But what can social CRM really achieve? And how can this potential be quantified?

In an ideal world, social CRM would give us the ability to integrate a brand’s existing customer data with their social media interactions.

In theory, social CRM should provide detailed information from a number of different sources and make the info available to whoever needs it.

A Community Manager would know what a customer has bought, when, and any issues they might have had in the past and whether those issues affected their buying behaviour. This provides added sensitivity that helps them respond in the most appropriate way.

Arguably this information is more revealing and valuable than a log of telephone calls they made last June or a missed bill payment in 2002.

It can potentially provide greater insight into their behaviour, likes, proclivities and, most interestingly, their influence among their peers. 

It might be that a customer who’s had a repeatedly bad experience needs to be escalated to a dedicated customer team. Or a customer who’s become an advocate for the brand is given VIP treatment as a reward for loyalty.

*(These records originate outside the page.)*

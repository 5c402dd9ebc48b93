//! Staged-commit storage orchestration.
//! 分阶段提交的存储编排。
//!
//! ```text
//! bytes ──stage──▶ StagedBlob ──link/rename_to──▶ MailboxBlob
//!                      │                              │
//!                delete_staged               delete_mailbox_blob
//! ```
//!
//! Reads go through the local cache; a miss fetches from the backend and
//! populates it, with concurrent misses for one locator sharing a fetch.

use std::collections::HashMap;
use std::io;
use std::sync::Arc;

use cs_core::ports::BlobBackendPort;
use cs_core::{
    Blob, ContentDigest, ContentStream, ItemRevision, Locator, MailboxBlob, OwnerRef,
    RemoteBlobRef, StagedBlob, StoreConfig, StoreError, StoreFeature, StoreResult, UploadId,
};
use tokio::io::{AsyncRead, AsyncReadExt};
use tokio::sync::Mutex;
use tracing::{debug, debug_span, info, warn, Instrument};

use super::defaults::{fetch_validate, restage_copy};
use crate::blob::{open_blob, remove_local_file, BlobBuilder, BlobBuilderOptions, DigestingReader};
use crate::cache::LocalBlobCache;
use crate::incoming::IncomingArea;
use crate::upload::UploadSession;

#[derive(Debug, Clone, Copy)]
pub struct StoreOptions {
    pub compress_blobs: bool,
    pub cache_write_through: bool,
    /// Bulk delete aborts once more than this many deletes fail in a row.
    pub max_consecutive_failures: u32,
}

impl StoreOptions {
    pub fn from_config(config: &StoreConfig) -> Self {
        Self {
            compress_blobs: config.store.compress_blobs,
            cache_write_through: config.store.cache_write_through,
            max_consecutive_failures: config.delete.max_consecutive_failures,
        }
    }
}

impl Default for StoreOptions {
    fn default() -> Self {
        Self::from_config(&StoreConfig::default())
    }
}

/// Summary of a completed [`ContentStore::delete_store`].
#[derive(Debug, Clone, Copy, Default, PartialEq, Eq)]
pub struct DeleteStoreOutcome {
    pub deleted: usize,
    /// Isolated failures that were logged and skipped.
    pub failed: usize,
    /// The backend removed the whole owner in one call.
    pub bulk: bool,
}

/// Content store for one backend.
/// 单个后端的内容存储。
pub struct ContentStore {
    backend: Arc<dyn BlobBackendPort>,
    cache: Arc<LocalBlobCache>,
    incoming: Arc<IncomingArea>,
    options: StoreOptions,
    inflight: Mutex<HashMap<Locator, Arc<Mutex<()>>>>,
}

Add geo-location to the mix, and you have a technology-based system for spotting customer issues and resolving them with minimum fuss. Complaints can be prioritised, managed and resolved, instantly. Positive testimonials can be spotted, acknowledged and advocates can be empowered to help shape the future.
The technology is already there to achieve this. I had an interesting conversation with Stuart Gardner of Comufy, a company that offers (among other things), social CRM tools that gather social data on individuals from channels such as Facebook and Twitter.

Customer data can be segmented by the obvious things like age, gender, and location, but add social channels into the mix and you can add in things that let you segment and target customers more effectively, like interests and social influence.

Where it gets really interesting is in the ability to hook into legacy systems (like Salesforce) to give a brand a much more rounded view of the customer, by adding a social layer to existing information.

That lets you do interesting things like target people who’ve had a negative experience with tailored messaging, down to an individual basis. 

Early adopter brands are already starting down this road. But full adoption, when all major brands fully embrace social CRM to give them a complete view of every individual customer, could be further away than you think.

Integrating social CRM with legacy systems can create a mental block. Is it worth the hassle and expense?  How can you quantify the benefits? What is the business case?

It’s possible now. The technology exists. But to do social CRM well requires a clear customer strategy based on more than just sector, demographic and region. It means seeing every customer as an individual, not part of a segment.

It takes more planning. And the social content plan has to be more detailed to provide a more refined and segmented approach.

When brands see their competitors benefitting, and more case studies emerge, and more robust metrics are developed to gauge social influence, the case will become ever more compelling. Companies who are embracing social CRM are performing well.

It is no coincidence. ‘Knowing your customer’ has never been so accessible. With knowledge comes power but brands will need to be careful not to become intrusive in their messaging (see Target example).  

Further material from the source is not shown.